Indian TV series by Reema Kagti

Dahaad is a Hindi-language police procedural crime thriller television series created by Reema Kagti and Zoya Akhtar, directed by Kagti and Ruchika Oberoi, and starring Sonakshi Sinha, Gulshan Devaiah, Vijay Varma and Sohum Shah. It is inspired by Mohan Kumar, also known as Cyanide Mohan, a serial killer who preyed on women looking to get married.

Dahaad is the first ever Indian streaming series to premiere at Berlin International film festival, where it competed for Berlinale Series Award. It was released on Amazon Prime Video on 12 May 2023. It received positive reviews from critics. At the 2023 Filmfare OTT Awards, Dahaad won two awards (for Sinha and Varma's performances) from nine nominations. According to IMDb, Dahaad has been renewed for a second season and production is underway.

== Plot ==
In Mandawa, a small village in the state of Rajasthan, Sub-Inspector Anjali Bhaati comes across a case in which twenty-seven women across the state have disappeared without a trace, yet the locals seem unfazed. However, everything changes when Bhaati finds a common thread connecting all the cases, leading her to suspect that a serial killer may be on the loose. This revelation shifts her attention from unexplained disappearances to a well-planned and calculated scheme.

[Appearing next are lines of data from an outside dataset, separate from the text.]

//! Per-run job parameters: which mode to run, against what target, how many
//! results, and where to deliver them.
//!
//! Values come from the environment (`MODE`, `SEARCH_QUERY`, `VIDEO_ID`, ...)
//! and are overridden by whatever the caller passes on the command line.

use chrono::NaiveDate;

use crate::app_config::Mode;
use crate::config::lookup_non_empty;
use crate::ConfigError;

/// A fully resolved job, validated before any network call is made.
#[derive(Clone)]
pub struct JobConfig {
    pub mode: Mode,
    /// Search query, video id, or channel reference depending on `mode`.
    pub target: String,
    /// Number of entities to collect.
    pub count: u32,
    pub webhook_url: Option<String>,
    pub api_key: String,
    /// Search only: earliest publish date, inclusive.
    pub published_after: Option<NaiveDate>,
    /// Search only: latest publish date, inclusive.
    pub published_before: Option<NaiveDate>,
}

impl std::fmt::Debug for JobConfig {
    fn fmt(&self, f: &mut std::fmt::Formatter<'_>) -> std::fmt::Result {
        f.debug_struct("JobConfig")
            .field("mode", &self.mode)
            .field("target", &self.target)
            .field("count", &self.count)
            .field("webhook_url", &self.webhook_url.as_ref().map(|_| "[set]"))
            .field("api_key", &"[redacted]")
            .field("published_after", &self.published_after)
            .field("published_before", &self.published_before)
            .finish()
    }
}

/// Command-line values that take precedence over the environment.
#[derive(Debug, Clone, Default)]
pub struct JobOverrides {
    pub mode: Option<Mode>,
    pub target: Option<String>,
    pub count: Option<u32>,
    pub webhook_url: Option<String>,
    pub api_key: Option<String>,
    pub published_after: Option<NaiveDate>,
    pub published_before: Option<NaiveDate>,
}

/// Resolve a [`JobConfig`] from the process environment plus `overrides`.
///
/// # Errors
///
/// Returns `ConfigError` when the API key or mode target is missing, or when
/// a count is not a positive integer.
pub fn load_job_config(overrides: &JobOverrides) -> Result<JobConfig, ConfigError> {
    build_job_config(|key| std::env::var(key), overrides)
}

pub(crate) fn build_job_config<F>(
    lookup: F,
    overrides: &JobOverrides,
) -> Result<JobConfig, ConfigError>
where
    F: Fn(&str) -> Result<String, std::env::VarError>,
{
    let mode = match overrides.mode {
        Some(mode) => mode,
        None => lookup_non_empty(&lookup, "MODE")
            .unwrap_or_else(|| "search".to_string())
            .parse::<Mode>()?,
    };

    let api_key = non_empty(overrides.api_key.as_deref())
        .or_else(|| lookup_non_empty(&lookup, "YOUTUBE_API_KEY"))
        .ok_or(ConfigError::MissingParameter {
            param: "YouTube API key",
            env_var: "YOUTUBE_API_KEY",
        })?;

    let (target_param, target_vars, count_var) = match mode {
        Mode::Search => ("search query", &["SEARCH_QUERY"][..], "MAX_RESULTS"),
        Mode::Comments => ("video id", &["VIDEO_ID"][..], "MAX_COMMENTS"),
        Mode::ChannelVideos => (
            "channel id or handle",
            &["CHANNEL_ID", "CHANNEL_HANDLE"][..],
            "MAX_RESULTS",
        ),
    };

    let target = non_empty(overrides.target.as_deref())
        .or_else(|| {
            target_vars
                .iter()
                .find_map(|var| lookup_non_empty(&lookup, var))
        })
        .ok_or(ConfigError::MissingParameter {
            param: target_param,
            env_var: target_vars[0],
        })?;

    let count = match overrides.count {
        Some(0) => {
            return Err(ConfigError::InvalidEnvVar {
                var: count_var.to_string(),
                reason: "must be at least 1".to_string(),
            })
        }
        Some(n) => n,
        None => parse_count(
            lookup_non_empty(&lookup, count_var),
            count_var,
            mode.default_count(),
        )?,
    };

    let webhook_url = non_empty(overrides.webhook_url.as_deref())
        .or_else(|| lookup_non_empty(&lookup, "WEBHOOK_URL"));

    let published_after = match overrides.published_after {
        Some(date) => Some(date),
        None => parse_date(lookup_non_empty(&lookup, "PUBLISHED_AFTER"), "PUBLISHED_AFTER")?,
    };
    let published_before = match overrides.published_before {
        Some(date) => Some(date),
        None => parse_date(lookup_non_empty(&lookup, "PUBLISHED_BEFORE"), "PUBLISHED_BEFORE")?,
    };
    if let (Some(after), Some(before)) = (published_after, published_before) {
        if after > before {
            return Err(ConfigError::InvalidEnvVar {
                var: "PUBLISHED_BEFORE".to_string(),
                reason: format!("{before} is earlier than PUBLISHED_AFTER {after}"),
            });
        }
    }

    Ok(JobConfig {
        mode,
        target,
        count,
        webhook_url,
        api_key,
        published_after,
        published_before,
    })
}

/// Parses a `YYYY-MM-DD` date.
///
/// # Errors
///
/// Returns a human-readable message if `raw` is not a valid calendar date.
pub fn parse_date_arg(raw: &str) -> Result<NaiveDate, String> {
    NaiveDate::parse_from_str(raw.trim(), "%Y-%m-%d")
        .map_err(|e| format!("expected YYYY-MM-DD, got \"{raw}\": {e}"))
}

fn parse_date(raw: Option<String>, var: &str) -> Result<Option<NaiveDate>, ConfigError> {
    raw.map(|raw| {
        parse_date_arg(&raw).map_err(|reason| ConfigError::InvalidEnvVar {
            var: var.to_string(),
            reason,
        })
    })
    .transpose()
}

fn non_empty(value: Option<&str>) -> Option<String> {
    value
        .map(str::trim)
        .filter(|v| !v.is_empty())
        .map(str::to_owned)
}

fn parse_count(raw: Option<String>, var: &str, default: u32) -> Result<u32, ConfigError> {
    let Some(raw) = raw else {
        return Ok(default);
    };
    match raw.parse::<u32>() {
        Ok(0) => Err(ConfigError::InvalidEnvVar {
            var: var.to_string(),
            reason: "must be at least 1".to_string(),
        }),
        Ok(n) => Ok(n),
        Err(e) => Err(ConfigError::InvalidEnvVar {
            var: var.to_string(),
            reason: e.to_string(),
        }),
    }
}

Anjali, in her thirties, rebels against the traditional background of her village, making it difficult for her mother to find a suitable groom. She also faces discrimination due to her caste. However, she remains a strong-headed cop.

Two parallel cases emerge, intertwined by fate. A brother from a scheduled caste reports that his sister is missing. In the other case, inter-caste love blossoms between a villager's daughter and a Muslim man. Anjali and her colleague Devi Singh help the Muslim man escape and focuses on the other case.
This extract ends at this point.